From the eastern shore, LaBine crossed the frozen surface of the lake to a small island. There he found deposits of silver. Then he looked back, across the ice, to the snowbound shore. Even at that distance, he could detect the flowering signs of cobalt - a rich deposit that before long was to become the No. 1 vein in the new Eldorado, that was to yield to LaBine and his associates cobalt, bismuth and nickel.

Not far from the cobalt lay a far greater find, and the eyes that first saw pitchblende 23 years before did not fail to see it. There it was - the gleaming black of ore that until that time had come only from Czechoslovakia and from the Belgian Congo in Africa. There it was - the precious mineral that was to mean so much to so many millions, for good and for evil, only 15 years in the future.

LaBine recrossed the ice to the shore, and chopped away the ice that partially covered his find. It was pitchblende indeed, and that location became the No. 2 and No. 3 veins of the Eldorado, from whose ore was refined the fissionable material for the first atom bombs in 1945.

In the next year, LaBine and St. Paul went back to Great Bear Lake. This time they had company - 10 men who joined with them in staking 5,000 claims. (Two years later, in 1933, there were no fewer than 13 important mining companies exploring for valuable minerals in the Great Bear country.)

In order to exploit his find, LaBine had to have capital, and this he did himself. After all, he had found silver on the little island from which he first saw the cobalt and the pitchblende. So he simply took out the silver close to the surface, blasting when necessary, and flew out 600 bags of silver, worth a million dollars, to Central Canada. As Eldorado grew in importance and wealth, the company acquired a fleet of boats to carry ore down the Mackenzie River from Great Bear Lake to the railhead and even had its own freight-carrying aircraft.

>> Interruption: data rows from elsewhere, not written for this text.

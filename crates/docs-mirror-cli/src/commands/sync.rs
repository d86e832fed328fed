use std::io::Write;
use std::path::Path;

use anyhow::{Context, Result};
use docs_mirror::sync::{self, SyncOptions};
use docs_mirror::{Feedback, Fetcher, LocalStore, SyncOutcome, SyncSummary};

/// Environment variable GitHub Actions sets to the job summary file.
const STEP_SUMMARY_ENV: &str = "GITHUB_STEP_SUMMARY";

/// Print info to stdout and problems to stderr.
pub fn print_feedback(feedback: &[Feedback]) {
    for item in feedback {
        if item.is_info() {
            println!("{item}");
        } else {
            eprintln!("{item}");
        }
    }

    let failed = feedback.iter().filter(|f| f.is_error()).count();
    if failed > 0 {
        eprintln!("{failed} page(s) failed to fetch and were left as they are");
    }
}

fn print_progress(completed: usize, total: usize, outcome: &SyncOutcome) {
    println!("[{completed}/{total}] {}: {}", outcome.filename, outcome.status);
}

/// Mirror the manifest into `docs_dir` and print progress and totals.
///
/// Writes the summary as JSON to `summary_out` when given. Any file already
/// there is removed first, so a failed run leaves no summary behind.
pub async fn run(
    fetcher: &dyn Fetcher,
    docs_dir: &Path,
    options: &SyncOptions,
    summary_out: Option<&Path>,
) -> Result<SyncSummary> {
    println!("Fetching manifest from {}...", options.manifest_url);

    if let Some(path) = summary_out {
        remove_stale_summary(path)?;
    }

    let store = LocalStore::open(docs_dir)?;
    let report = sync::run(fetcher, &store, options, &print_progress).await?;

    print_feedback(&report.feedback);

    let summary = report.summary;
    println!("{}", summary.headline());
    for skip in &summary.skipped {
        println!("  skipped {}: {}", skip.filename, skip.reason);
    }

    if let Some(path) = summary_out {
        write_summary_json(path, &summary)?;
    }
    if let Some(path) = std::env::var_os(STEP_SUMMARY_ENV) {
        append_step_summary(Path::new(&path), &summary)?;
    }

    Ok(summary)
}

/// A summary left by an earlier run must not outlive a run that fails.
fn remove_stale_summary(path: &Path) -> Result<()> {
    match std::fs::remove_file(path) {
        Err(e) if e.kind() != std::io::ErrorKind::NotFound => {
            Err(e).with_context(|| format!("failed to remove old summary {}", path.display()))
        }
        _ => Ok(()),
    }
}

fn write_summary_json(path: &Path, summary: &SyncSummary) -> Result<()> {
    let json = serde_json::to_string_pretty(summary)?;
    std::fs::write(path, json + "\n")
        .with_context(|| format!("failed to write summary to {}", path.display()))
}

fn append_step_summary(path: &Path, summary: &SyncSummary) -> Result<()> {
    let mut file = std::fs::OpenOptions::new()
        .create(true)
        .append(true)
        .open(path)
        .with_context(|| format!("failed to open step summary {}", path.display()))?;
    file.write_all(summary.to_markdown().as_bytes())
        .with_context(|| format!("failed to write step summary {}", path.display()))
}

#[cfg(test)]
mod tests {
    use std::time::Duration;

    use docs_mirror_http::{HttpFetcher, RetryPolicy};
    use wiremock::matchers::{method, path};
    use wiremock::{Mock, MockServer, ResponseTemplate};

    use super::*;

    async fn mount_text(server: &MockServer, route: &str, body: &str) {
        Mock::given(method("GET"))
            .and(path(route))
            .respond_with(ResponseTemplate::new(200).set_body_raw(body.to_owned(), "text/plain"))
            .mount(server)
            .await;
    }

    fn options_for(server: &MockServer) -> SyncOptions {
        let host = server.uri().replace('.', r"\.");
        SyncOptions {
            manifest_url: format!("{}/llms.txt", server.uri()),
            url_pattern: format!(r"{host}/docs/en/[\w-]+\.md"),
            concurrency: 2,
            strict_collisions: false,
        }
    }

    fn fetcher() -> HttpFetcher {
        HttpFetcher::new(RetryPolicy::new(1, Duration::from_millis(1)))
    }

    #[tokio::test]
    async fn mirrors_pages_and_writes_summary_json() {
        let server = MockServer::start().await;
        let base = server.uri();
        let manifest = format!(
            "# Docs\n- [A]({base}/docs/en/a.md)\n- [B]({base}/docs/en/b.md)\n- [Other](https://example.com/x.md)\n"
        );
        mount_text(&server, "/llms.txt", &manifest).await;
        mount_text(&server, "/docs/en/a.md", "# A\n").await;

        Mock::given(method("GET"))
            .and(path("/docs/en/b.md"))
            .respond_with(
                ResponseTemplate::new(200)
                    .set_body_raw("<html>b</html>", "text/html")
                    .insert_header("x-raw-download", "/raw/b.md"),
            )
            .mount(&server)
            .await;
        mount_text(&server, "/raw/b.md", "# B\n").await;

        let tmp = tempfile::tempdir().unwrap();
        let docs = tmp.path().join("docs").join("en");
        std::fs::create_dir_all(&docs).unwrap();
        std::fs::write(docs.join("stale.md"), "old").unwrap();
        let summary_path = tmp.path().join("summary.json");

        let summary = run(&fetcher(), &docs, &options_for(&server), Some(&summary_path))
            .await
            .unwrap();

        assert_eq!(summary.added, ["a.md", "b.md"]);
        assert_eq!(summary.removed, ["stale.md"]);
        assert_eq!(std::fs::read_to_string(docs.join("b.md")).unwrap(), "# B\n");
        assert!(!docs.join("stale.md").exists());

        let written: SyncSummary =
            serde_json::from_str(&std::fs::read_to_string(&summary_path).unwrap()).unwrap();
        assert_eq!(written, summary);
    }

    #[tokio::test]
    async fn page_without_raw_url_is_reported_as_skipped() {
        let server = MockServer::start().await;
        let base = server.uri();
        mount_text(&server, "/llms.txt", &format!("{base}/docs/en/a.md")).await;

        Mock::given(method("GET"))
            .and(path("/docs/en/a.md"))
            .respond_with(ResponseTemplate::new(200).set_body_raw("<html></html>", "text/html"))
            .mount(&server)
            .await;

        let tmp = tempfile::tempdir().unwrap();
        let summary = run(&fetcher(), tmp.path(), &options_for(&server), None)
            .await
            .unwrap();

        assert!(!summary.has_changes);
        assert_eq!(summary.skipped[0].filename, "a.md");
        assert_eq!(summary.skipped[0].reason, "HTML without raw URL");
        assert!(!tmp.path().join("a.md").exists());
    }

    #[tokio::test]
    async fn empty_manifest_fails_the_run() {
        let server = MockServer::start().await;
        mount_text(&server, "/llms.txt", "nothing to see").await;

        let tmp = tempfile::tempdir().unwrap();
        std::fs::write(tmp.path().join("keep.md"), "K").unwrap();

        let result = run(&fetcher(), tmp.path(), &options_for(&server), None).await;

        assert!(result.is_err());
        assert!(tmp.path().join("keep.md").exists());
    }

    #[tokio::test]
    async fn failed_run_leaves_no_stale_summary() {
        let server = MockServer::start().await;
        mount_text(&server, "/llms.txt", "nothing to see").await;

        let tmp = tempfile::tempdir().unwrap();
        let docs = tmp.path().join("docs");
        let summary_path = tmp.path().join("summary.json");
        std::fs::write(&summary_path, "{\"hasChanges\":true}").unwrap();

        let result = run(&fetcher(), &docs, &options_for(&server), Some(&summary_path)).await;

        assert!(result.is_err());
        assert!(!summary_path.exists());
    }
}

The only place in Canada where the ore could be refined was Ottawa, to which Eldorado shipped 20 tons of pitchblende.

Gilbert LaBine, however, was determined both to mine and refine his ore. He and his brother Charles built a radium refinery at Port Hope, on Lake Ontario, 70 miles east of Toronto. At the time it was built, the refinery was the largest in the world and the ony one in the British Commonwealth. It was there that the LaBines saw produced their first gram of radium. The subsequent expansion of the refinery can be seen in the fact that in 1941 LaBine personally gave Lord Beaverbrook three grams of radium.

The most serious competition to Eldorado in the production of pitchblende and radium came from the Belgian Congo. The Belgians by this time had a world monopoly, and this LaBine had to break. He achieved that ambition despite every kind of obstacle. He received threats from influential quarters in London and Paris. A mysterious explosion damaged the Port Hope refinery. Even Canada seemed to be against him, because an order for material to be used in the first Canadian radium bomb, for medical use, went to the Belgian Congo, rather than to Eldorado.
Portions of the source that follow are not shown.